Why did you want to do music at Oxford? (i.e. why academic music, why Oxford?)
About 4 years ago I didn’t realise that books about music existed. When I discovered this I promptly came to the conclusion that this was The Best Thing Ever. I really do enjoy the academic study of music. Furthermore I am not a performer. I love playing, don’t get me wrong, but I get terrible performance nerves which really are quite crippling. The fact that you could do the whole course at Oxford without performing sounding suspect to me, kind of unbelievable, but also amazing. Amazing may seem a strong word but performance in music has always been the thing that has knocked my grades right down. The fact that a degree existed which didn’t involve my Worst Bit in its assessment seemed most opportune! I looked into it a bit and discovered that at interview there is something like a 1 in 3 chance of getting an offer so I thought it was worth a shot and duly applied! The rest is not by any means history. Or is it?

Why Oxford not Cambridge?

Now, my original and genuine answer may shock you with its banality but fear not, it can be explained. I applied to Oxford because the website made more sense that Cambridge’s. This actually revealed a myriad of other reasons I didn’t apply to Cambridge as the difficult website layout was symptomatic of them. Cambridge’s website was non-sensical to me as  you couldn’t simply find the music faculty page but first had to go to each college’s page, find out if they offered music and then look at their page. For each the admission requirements were different and I did not trust this. I had read that at Oxford if a college was full up but you were good enough for the course (for that is what one is assessed for) then a place would be found for you. At Cambridge if a college you applied to was full up then that was pretty much it. Since I have heard of many people being told they would be ‘pooled’ but none of them have actually got an offer from another college in the end. I also know now that the Cambridge course differs significantly in certain elements. Apparently there are some fairly hideous compulsory aural tests there and I certainly couldn’t deal with that!

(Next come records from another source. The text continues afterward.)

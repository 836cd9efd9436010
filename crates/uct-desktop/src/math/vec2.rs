//! 2D vector for positions, pointer coordinates and deltas

use serde::{Deserialize, Serialize};

/// 2D vector for positions and offsets
#[derive(Clone, Copy, Debug, Default, PartialEq, Serialize, Deserialize)]
pub struct Vec2 {
    pub x: f32,
    pub y: f32,
}

impl Vec2 {
    /// Zero vector
    pub const ZERO: Vec2 = Vec2 { x: 0.0, y: 0.0 };

    /// Create a new vector
    pub const fn new(x: f32, y: f32) -> Self {
        Self { x, y }
    }

    /// Euclidean length
    pub fn length(self) -> f32 {
        (self.x * self.x + self.y * self.y).sqrt()
    }

    /// Distance to another point
    pub fn distance(self, other: Vec2) -> f32 {
        (self - other).length()
    }
}

impl std::ops::Add for Vec2 {
    type Output = Vec2;
    fn add(self, other: Vec2) -> Vec2 {
        Vec2::new(self.x + other.x, self.y + other.y)
    }
}

impl std::ops::Sub for Vec2 {
    type Output = Vec2;
    fn sub(self, other: Vec2) -> Vec2 {
        Vec2::new(self.x - other.x, self.y - other.y)
    }
}

impl std::ops::Mul<f32> for Vec2 {
    type Output = Vec2;
    fn mul(self, s: f32) -> Vec2 {
        Vec2::new(self.x * s, self.y * s)
    }
}
//! Easing functions for animations

/// Quadratic ease-in-out
#[inline]
pub fn ease_in_out_quad(t: f32) -> f32 {
    if t < 0.5 {
        2.0 * t * t
    } else {
        1.0 - (-2.0 * t + 2.0).powi(2) / 2.0
    }
}
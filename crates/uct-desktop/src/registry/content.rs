//! Opaque application content and the factories that create it

use std::any::Any;
use std::fmt;
use std::rc::Rc;

/// Application content hosted verbatim in a window's content slot.
///
/// The desktop never looks inside; it only stores, clones and compares the
/// handle. Hosts downcast it back to their own type when rendering. The
/// content is released when the last handle is dropped.
#[derive(Clone)]
pub struct Content(Rc<dyn Any>);

impl Content {
    pub fn new<T: Any>(value: T) -> Self {
        Self(Rc::new(value))
    }

    /// Borrow the content as `T`, if that is what it holds
    pub fn downcast_ref<T: Any>(&self) -> Option<&T> {
        self.0.downcast_ref::<T>()
    }

    /// Whether both handles refer to the same content instance
    pub fn ptr_eq(&self, other: &Content) -> bool {
        Rc::ptr_eq(&self.0, &other.0)
    }

    /// Number of live handles
    pub fn handle_count(&self) -> usize {
        Rc::strong_count(&self.0)
    }
}

impl fmt::Debug for Content {
    fn fmt(&self, f: &mut fmt::Formatter<'_>) -> fmt::Result {
        f.debug_tuple("Content")
            .field(&Rc::as_ptr(&self.0))
            .finish()
    }
}

/// Lazily creates the content of a newly launched application.
///
/// Called exactly once per launched instance. Returning `None` is not an
/// error: the instance is still created, with an empty content slot.
pub trait ContentFactory {
    fn create(&self) -> Option<Content>;
}

impl<F> ContentFactory for F
where
    F: Fn() -> Option<Content>,
{
    fn create(&self) -> Option<Content> {
        self()
    }
}
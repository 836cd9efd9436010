//! Launchable module definitions

use std::fmt;
use std::rc::Rc;

use serde::{Deserialize, Serialize};

use super::{Content, ContentFactory};
use crate::error::{DesktopError, DesktopResult};
use crate::math::Margin;
use crate::types::ModuleId;
use crate::window::WindowConfig;

/// Initial window placement for a module's instances
#[derive(Clone, Copy, Debug, Default, PartialEq, Serialize, Deserialize)]
#[serde(default)]
pub struct DesiredGeometry {
    pub width: Option<f32>,
    pub height: Option<f32>,
    /// `None` cascades new windows
    pub margin: Option<Margin>,
    pub maximized: bool,
}

/// Describes a launchable application
#[derive(Clone)]
pub struct ModuleDefinition {
    pub name: String,
    /// Icon template key, resolved by the host
    pub icon: Option<String>,
    /// Maximum concurrent instances; 0 is unlimited
    pub max_instances: u32,
    pub geometry: DesiredGeometry,
    factory: Rc<dyn ContentFactory>,
}

impl fmt::Debug for ModuleDefinition {
    fn fmt(&self, f: &mut fmt::Formatter<'_>) -> fmt::Result {
        f.debug_struct("ModuleDefinition")
            .field("name", &self.name)
            .field("icon", &self.icon)
            .field("max_instances", &self.max_instances)
            .field("geometry", &self.geometry)
            .finish_non_exhaustive()
    }
}

impl ModuleDefinition {
    pub fn new(name: impl Into<String>, factory: impl ContentFactory + 'static) -> Self {
        Self {
            name: name.into(),
            icon: None,
            max_instances: 0,
            geometry: DesiredGeometry::default(),
            factory: Rc::new(factory),
        }
    }

    pub fn with_icon(mut self, icon: impl Into<String>) -> Self {
        self.icon = Some(icon.into());
        self
    }

    pub fn with_max_instances(mut self, max: u32) -> Self {
        self.max_instances = max;
        self
    }

    pub fn with_geometry(mut self, geometry: DesiredGeometry) -> Self {
        self.geometry = geometry;
        self
    }

    /// Run the content factory
    pub fn create_content(&self) -> Option<Content> {
        self.factory.create()
    }

    /// Whether `running` instances already reach the cap
    pub fn is_at_capacity(&self, running: usize) -> bool {
        self.max_instances != 0 && running >= self.max_instances as usize
    }

    /// Window configuration for a new instance
    pub fn window_config(&self) -> WindowConfig {
        WindowConfig {
            title: self.name.clone(),
            icon: self.icon.clone(),
            width: self.geometry.width,
            height: self.geometry.height,
            margin: self.geometry.margin,
            maximized: self.geometry.maximized,
        }
    }
}

/// Registered module definitions, addressed by [`ModuleId`]
#[derive(Debug, Default)]
pub struct ModuleCatalog {
    modules: Vec<ModuleDefinition>,
}

impl ModuleCatalog {
    pub fn new() -> Self {
        Self::default()
    }

    pub fn register(&mut self, definition: ModuleDefinition) -> ModuleId {
        self.modules.push(definition);
        (self.modules.len() - 1) as ModuleId
    }

    pub fn get(&self, id: ModuleId) -> DesktopResult<&ModuleDefinition> {
        self.modules
            .get(id as usize)
            .ok_or(DesktopError::ModuleNotFound(id))
    }

    /// First module registered under `name`
    pub fn find(&self, name: &str) -> Option<ModuleId> {
        self.modules
            .iter()
            .position(|m| m.name == name)
            .map(|i| i as ModuleId)
    }

    pub fn len(&self) -> usize {
        self.modules.len()
    }

    pub fn is_empty(&self) -> bool {
        self.modules.is_empty()
    }

    pub fn iter(&self) -> impl Iterator<Item = (ModuleId, &ModuleDefinition)> {
        self.modules
            .iter()
            .enumerate()
            .map(|(i, m)| (i as ModuleId, m))
    }
}
//! Modal overlay
//!
//! A centered, draggable, resizable panel over a backdrop that covers its
//! parent surface. Showing and hiding fade; a hide keeps the overlay present
//! until the fade-out has finished, then collapses it exactly once.

mod overlay;

pub use overlay::{ModalEvent, ModalOverlay, ModalState};
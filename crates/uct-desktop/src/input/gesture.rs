//! An in-progress drag or resize

use super::{apply_drag, CaptureLease, DragSnapshot, InteractionMode};
use crate::math::{Geometry, Size, Vec2};

/// Outcome of feeding one pointer position to a [`Gesture`]
#[derive(Clone, Copy, Debug, PartialEq)]
pub enum GestureStep {
    /// Pointer has not travelled far enough yet; nothing to apply
    BelowThreshold,
    /// First move past the threshold
    Crossed(Geometry),
    /// Regular move
    Moved(Geometry),
}

impl GestureStep {
    /// Geometry to apply, if any
    pub fn geometry(self) -> Option<Geometry> {
        match self {
            GestureStep::BelowThreshold => None,
            GestureStep::Crossed(g) | GestureStep::Moved(g) => Some(g),
        }
    }
}

/// Mode, start snapshot and capture lease of one gesture.
///
/// Dropping the gesture releases the capture surface.
#[derive(Debug)]
pub struct Gesture {
    mode: InteractionMode,
    snapshot: DragSnapshot,
    lease: Option<CaptureLease>,
    threshold: Option<f32>,
}

impl Gesture {
    pub fn new(mode: InteractionMode, snapshot: DragSnapshot, lease: Option<CaptureLease>) -> Self {
        Self {
            mode,
            snapshot,
            lease,
            threshold: None,
        }
    }

    /// Ignore moves until the pointer travels `distance` from the start
    pub fn with_threshold(mut self, distance: f32) -> Self {
        self.threshold = Some(distance);
        self
    }

    pub fn mode(&self) -> InteractionMode {
        self.mode
    }

    pub fn snapshot(&self) -> &DragSnapshot {
        &self.snapshot
    }

    /// Whether this gesture holds the shared capture surface
    pub fn is_captured(&self) -> bool {
        self.lease.is_some()
    }

    /// Feed a pointer position (in capture-surface coordinates)
    pub fn track(&mut self, pointer: Vec2, surface: Size, min_size: f32) -> GestureStep {
        let crossed = match self.threshold {
            Some(t) if pointer.distance(self.snapshot.pointer) < t => {
                return GestureStep::BelowThreshold;
            }
            Some(_) => {
                self.threshold = None;
                true
            }
            None => false,
        };

        let delta = self.snapshot.delta_to(pointer);
        let geometry = apply_drag(self.mode, &self.snapshot, delta, surface, min_size);
        if crossed {
            GestureStep::Crossed(geometry)
        } else {
            GestureStep::Moved(geometry)
        }
    }
}
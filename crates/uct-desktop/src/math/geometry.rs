//! Margin + size of a control inside its container

use serde::{Deserialize, Serialize};

use super::{Margin, Rect, Size};

/// Placement of a control: offset from the container plus its size.
///
/// This is what the pointer state machine reads at gesture start and
/// produces on every move.
#[derive(Clone, Copy, Debug, Default, PartialEq, Serialize, Deserialize)]
pub struct Geometry {
    pub margin: Margin,
    pub width: f32,
    pub height: f32,
}

impl Geometry {
    /// Create a new geometry
    pub const fn new(margin: Margin, width: f32, height: f32) -> Self {
        Self {
            margin,
            width,
            height,
        }
    }

    /// Size component
    pub fn size(&self) -> Size {
        Size::new(self.width, self.height)
    }

    /// Bounds in container coordinates
    pub fn rect(&self) -> Rect {
        Rect::new(self.margin.left, self.margin.top, self.width, self.height)
    }
}
//! Hit regions of a window chrome

use serde::{Deserialize, Serialize};

use crate::config::ChromeMetrics;
use crate::input::{classify, InteractionMode, ZoneMetrics};
use crate::math::{Rect, Size, Vec2};

/// Caption buttons, right-aligned in the header
#[derive(Clone, Copy, Debug, PartialEq, Eq, Hash, Serialize, Deserialize)]
pub enum HeaderButton {
    Minimize,
    Maximize,
    Close,
}

impl HeaderButton {
    /// Buttons in right-to-left order
    pub const RIGHT_TO_LEFT: [HeaderButton; 3] =
        [HeaderButton::Close, HeaderButton::Maximize, HeaderButton::Minimize];

    /// Bounds in chrome-local coordinates
    pub fn rect(self, size: Size, metrics: &ChromeMetrics, maximized: bool) -> Rect {
        let slot = match self {
            HeaderButton::Close => 1.0,
            HeaderButton::Maximize => 2.0,
            HeaderButton::Minimize => 3.0,
        };
        let top = if maximized { 0.0 } else { metrics.header_inset };
        Rect::new(
            size.width - slot * metrics.button_size,
            top,
            metrics.button_size,
            metrics.header_height.min(metrics.button_size),
        )
    }
}

/// What a chrome-local position hits
#[derive(Clone, Copy, Debug, PartialEq, Eq)]
pub enum ChromeRegion {
    Button(HeaderButton),
    Zone(InteractionMode),
    /// Application content (or empty header space past the band)
    Content,
}

impl ChromeRegion {
    /// Classify a chrome-local position. Buttons win over edge zones.
    pub fn at(local: Vec2, size: Size, metrics: &ChromeMetrics, maximized: bool) -> Self {
        for button in HeaderButton::RIGHT_TO_LEFT {
            if button.rect(size, metrics, maximized).contains(local) {
                return ChromeRegion::Button(button);
            }
        }

        let zones = ZoneMetrics {
            edge_margin: metrics.edge_margin,
            header_band: metrics.header_band(maximized),
            resizable: !maximized,
        };
        match classify(local, size, zones) {
            Some(mode) => ChromeRegion::Zone(mode),
            None => ChromeRegion::Content,
        }
    }
}
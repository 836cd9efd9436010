//! Error types for the virtual desktop
//!
//! This module provides structured error types for all fallible operations
//! in the desktop crate. Geometry never fails: out-of-range sizes and
//! margins are clamped instead of reported.

use crate::types::{InstanceId, MenuItemId, ModuleId, WindowId};

/// Errors that can occur in desktop operations
#[derive(Debug, Clone, PartialEq, Eq)]
pub enum DesktopError {
    /// Window with the given ID was not found
    WindowNotFound(WindowId),

    /// Running application instance with the given ID was not found
    InstanceNotFound(InstanceId),

    /// Module definition with the given ID was never registered
    ModuleNotFound(ModuleId),

    /// Menu item with the given ID does not exist
    MenuItemNotFound(MenuItemId),

    /// An operation was attempted that is not valid in the current state
    InvalidOperation {
        /// The operation that was attempted
        op: &'static str,
        /// Why the operation failed
        reason: &'static str,
    },

    /// Configuration could not be parsed
    Config(String),
}

impl std::fmt::Display for DesktopError {
    fn fmt(&self, f: &mut std::fmt::Formatter<'_>) -> std::fmt::Result {
        match self {
            Self::WindowNotFound(id) => write!(f, "window not found: {}", id),
            Self::InstanceNotFound(id) => write!(f, "application instance not found: {}", id),
            Self::ModuleNotFound(id) => write!(f, "module not found: {}", id),
            Self::MenuItemNotFound(id) => write!(f, "menu item not found: {}", id),
            Self::InvalidOperation { op, reason } => {
                write!(f, "invalid operation '{}': {}", op, reason)
            }
            Self::Config(msg) => write!(f, "configuration error: {}", msg),
        }
    }
}

impl std::error::Error for DesktopError {}

impl From<serde_json::Error> for DesktopError {
    fn from(err: serde_json::Error) -> Self {
        Self::Config(err.to_string())
    }
}

/// Result type alias for desktop operations
pub type DesktopResult<T> = Result<T, DesktopError>;
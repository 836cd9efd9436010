//! Axis-aligned rectangle

use serde::{Deserialize, Serialize};

use super::{Size, Vec2};

/// Axis-aligned rectangle
#[derive(Clone, Copy, Debug, Default, PartialEq, Serialize, Deserialize)]
pub struct Rect {
    pub x: f32,
    pub y: f32,
    pub width: f32,
    pub height: f32,
}

impl Rect {
    /// Empty rectangle at the origin
    pub const ZERO: Rect = Rect::new(0.0, 0.0, 0.0, 0.0);

    /// Create a new rectangle
    pub const fn new(x: f32, y: f32, width: f32, height: f32) -> Self {
        Self {
            x,
            y,
            width,
            height,
        }
    }

    /// Create from position and size
    pub fn from_pos_size(pos: Vec2, size: Size) -> Self {
        Self::new(pos.x, pos.y, size.width, size.height)
    }

    /// Get position (top-left)
    pub fn position(&self) -> Vec2 {
        Vec2::new(self.x, self.y)
    }

    /// Get size
    pub fn size(&self) -> Size {
        Size::new(self.width, self.height)
    }

    /// Get the center point
    pub fn center(&self) -> Vec2 {
        Vec2::new(self.x + self.width * 0.5, self.y + self.height * 0.5)
    }

    /// Get the right edge
    pub fn right(&self) -> f32 {
        self.x + self.width
    }

    /// Get the bottom edge
    pub fn bottom(&self) -> f32 {
        self.y + self.height
    }

    /// Check if a point is inside the rectangle
    pub fn contains(&self, p: Vec2) -> bool {
        p.x >= self.x && p.x < self.right() && p.y >= self.y && p.y < self.bottom()
    }

    /// Convert a point to coordinates relative to this rectangle's top-left
    pub fn to_local(&self, p: Vec2) -> Vec2 {
        p - self.position()
    }
}
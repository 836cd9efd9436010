//! Headless virtual desktop for embedded application windows
//!
//! This crate provides the state core of a desktop shell toolkit:
//! - Window chrome (drag, resize, maximize, caption buttons)
//! - Application registry (launch, instance caps, activate, minimize, close)
//! - Taskbar and hierarchical start menu
//! - Draggable, resizable, fading modal overlays
//! - Combined style resolution
//!
//! ## Architecture
//!
//! The crate is organized into focused modules:
//!
//! - [`math`]: Geometry types (`Vec2`, `Size`, `Rect`, `Margin`, `Geometry`)
//! - [`input`]: Hit-zone classification, drag/resize math, pointer capture
//! - [`window`]: Window chrome and the window stack
//! - [`modal`]: Modal overlay
//! - [`registry`]: Module definitions and running instances
//! - [`shell`]: Taskbar, start menu, shell layout
//! - [`style`]: Combined style context
//! - [`transition`]: Easing and fades
//! - [`notify`]: Publish-on-change signals
//!
//! ## Example
//!
//! ```rust
//! use uct_desktop::{Content, DesktopEngine, ModuleDefinition};
//!
//! let mut engine = DesktopEngine::default();
//! engine.init(1920.0, 1080.0);
//!
//! let notes = engine.register_module(
//!     ModuleDefinition::new("Notes", || Some(Content::new(String::from("hello"))))
//!         .with_max_instances(1),
//! );
//! engine.menu_mut().add_leaf(None, "Notes", None, notes).unwrap();
//!
//! let instance = engine.launch(notes).unwrap().instance();
//! assert_eq!(engine.launch(notes).unwrap().instance(), instance);
//! ```
//!
//! ## Design Principles
//!
//! 1. **Headless**: nothing here renders; hosts feed pointer events and read
//!    back geometry
//! 2. **Time Abstraction**: animations take `now_ms` from the host for
//!    deterministic testing
//! 3. **Single-threaded**: state is shared through `Rc`, never across threads

pub mod config;
pub mod error;
pub mod input;
pub mod math;
pub mod modal;
pub mod notify;
pub mod registry;
pub mod shell;
pub mod style;
pub mod transition;
pub mod types;
pub mod window;

mod engine;

// Re-export core types for convenience
pub use config::{ChromeMetrics, DesktopConfig, ModalMetrics, ShellMetrics};
pub use error::{DesktopError, DesktopResult};
pub use input::{CaptureSurface, CursorShape, InputResult, InteractionMode};
pub use math::{Geometry, Margin, Rect, Size, Vec2};
pub use modal::{ModalEvent, ModalOverlay};
pub use notify::{Signal, SubscriptionId};
pub use registry::{
    AppManager, Content, ContentFactory, DesiredGeometry, Launch, ModuleCatalog, ModuleDefinition,
    RunningApp,
};
pub use shell::{MenuClick, MenuTree, Shell, ShellLayout, TaskbarPlacement};
pub use style::StyleContext;
pub use types::{ButtonId, InstanceId, MenuItemId, ModuleId, WindowId};
pub use window::{ChromeEvent, WindowChrome, WindowConfig, WindowStack};

pub use engine::{DesktopEngine, DesktopEvent, WindowScreenRect};
//! Drag and resize geometry

use serde::{Deserialize, Serialize};

use super::InteractionMode;
use crate::math::{Geometry, Margin, Size, Vec2};

/// Geometry and pointer position captured when a gesture starts.
///
/// `pointer` is in the coordinate space of the surface that tracks movement,
/// not the control, so the control moving under the pointer does not feed
/// back into the delta.
#[derive(Clone, Copy, Debug, PartialEq, Serialize, Deserialize)]
pub struct DragSnapshot {
    pub geometry: Geometry,
    pub pointer: Vec2,
}

impl DragSnapshot {
    pub fn new(geometry: Geometry, pointer: Vec2) -> Self {
        Self { geometry, pointer }
    }

    /// Pointer delta from the gesture start
    pub fn delta_to(&self, pointer: Vec2) -> Vec2 {
        pointer - self.pointer
    }
}

/// What a gesture does along one axis
#[derive(Clone, Copy, Debug, PartialEq, Eq)]
enum Axis {
    /// Unchanged
    Fixed,
    /// Whole control translates
    Move,
    /// Leading edge (left/top) follows the pointer, far edge stays
    Leading,
    /// Trailing edge (right/bottom) follows the pointer
    Trailing,
}

fn axes(mode: InteractionMode) -> (Axis, Axis) {
    match mode {
        InteractionMode::DragHeader => (Axis::Move, Axis::Move),
        InteractionMode::ResizeLeft => (Axis::Leading, Axis::Fixed),
        InteractionMode::ResizeRight => (Axis::Trailing, Axis::Fixed),
        InteractionMode::ResizeTop => (Axis::Fixed, Axis::Leading),
        InteractionMode::ResizeBottom => (Axis::Fixed, Axis::Trailing),
        InteractionMode::ResizeTopLeft => (Axis::Leading, Axis::Leading),
        InteractionMode::ResizeTopRight => (Axis::Trailing, Axis::Leading),
        InteractionMode::ResizeBottomLeft => (Axis::Leading, Axis::Trailing),
        InteractionMode::ResizeBottomRight => (Axis::Trailing, Axis::Trailing),
    }
}

/// Returns (position, length) along one axis
fn apply_axis(axis: Axis, pos: f32, len: f32, delta: f32, surface: f32, min: f32) -> (f32, f32) {
    match axis {
        Axis::Fixed => (pos, len),
        // Upper bound first so a control larger than the surface pins to 0
        Axis::Move => ((pos + delta).min(surface - len).max(0.0), len),
        Axis::Trailing => (pos, (len + delta).max(min)),
        Axis::Leading => {
            let new_len = (len - delta).max(min);
            (pos + (len - new_len), new_len)
        }
    }
}

/// Geometry for a pointer `delta` from the gesture start.
///
/// Resizes never shrink below `min_size`; a leading-edge resize shifts the
/// margin jointly with the floor so the far edge stays put. Header drags keep
/// the control inside `surface`.
pub fn apply_drag(
    mode: InteractionMode,
    snapshot: &DragSnapshot,
    delta: Vec2,
    surface: Size,
    min_size: f32,
) -> Geometry {
    let start = snapshot.geometry;
    let (h, v) = axes(mode);

    let (left, width) = apply_axis(
        h,
        start.margin.left,
        start.width,
        delta.x,
        surface.width,
        min_size,
    );
    let (top, height) = apply_axis(
        v,
        start.margin.top,
        start.height,
        delta.y,
        surface.height,
        min_size,
    );

    Geometry::new(Margin::new(left, top), width, height)
}
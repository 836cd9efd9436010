//! Pointer interaction state machine
//!
//! Turns raw pointer-down / move / up sequences into drag and resize
//! operations:
//!
//! - [`classify`] maps a pointer-down position to an [`InteractionMode`]
//! - [`DragSnapshot`] + [`apply_drag`] compute geometry for every move
//! - [`CaptureSurface`] lends a shared hit-testable region for the length of
//!   a gesture, released through the [`CaptureLease`] guard
//! - [`Gesture`] bundles the snapshot with its lease
//!
//! Everything here is pure state; the window chrome and modal overlay decide
//! when to start and end gestures.

mod capture;
mod drag;
mod gesture;
mod mode;
mod result;

pub use capture::{
    CaptureHolder, CaptureLease, CaptureProvider, CaptureRequest, CaptureSurface, NoCapture,
};
pub use drag::{apply_drag, DragSnapshot};
pub use gesture::{Gesture, GestureStep};
pub use mode::{classify, CursorShape, InteractionMode, ZoneMetrics};
pub use result::InputResult;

Did you ever consider anything else?

Well, I sort of thought of Oxford as an off-chance thing. I thought it much more likely that I’d go to Manchester or York. I knew that music was what I loved most but I did love German too. However I couldn’t imagine actually abandoning music whereas I felt differently about German somehow. At times when stuff appeared to be going to pot I often thought about changing everything and training as a nurse and actually it is something I do still think about! There have been points this year where I’ve got very fed up and it crossed my mind that more or less all the ideas in musicology had already been had whereas with midwifery all the babies have never always been delivered… Fortunately I have remembered/realised that not all of the ideas have been had just yet, or presented in all the ways possible or achieved all the means possible etc etc!
How did it compare to what you were expecting/hoping for?

I must say I didn’t really know what to expect!

Would you do anything differently in hindsight?

Now that is hard/harsh! I guess worried less maybe? Said fewer potentially offensive things to people who annoyed me at interview because I presumed I wouldn’t get in then did as did they?

Do you think doing a degree in music is worthwhile if what you ultimately want a career in performance?

The amount I have learnt in just one year is kind of incredible. I reckon that you have nothing to lose by doing a degree (well, obviously money and time is invested in it but that’s a complicated and massive issue!) but so much to gain! Hopefully some of my other blog posts show that there is a lot of ‘worth’ in studying for the degree, but if you require more specific examples or whatever, do ask!


If you wanted to put in as much practice as those at conservatoire, would it be possible?

This is a hard question because it does really depend on the individual. Not everyone at a conservatoire puts in the same amount of practice, for example. In theory I suppose probably not because there is a lot of work for the course at Oxford that you wouldn’t have to do if at a conservatory, but actually I know a couple of amazing and very conscientious performers at Oxford of whom I could not imagine any more practice! Tough question though and I am not the best person to answer it as I don’t focus on performance, rather writing stuff, like this! I must say, writing this my skin crawls at the idea of studying at somewhere with the word ‘conserve’ in the name. I mean I’m all for jam and preserves but I’m not so sure about an educational establishment based around the notion of conserving. But that’s probably a discussion for elsewhere.

Would it be possible to graduate with the same technical proficiency as someone graduating from conservatoire?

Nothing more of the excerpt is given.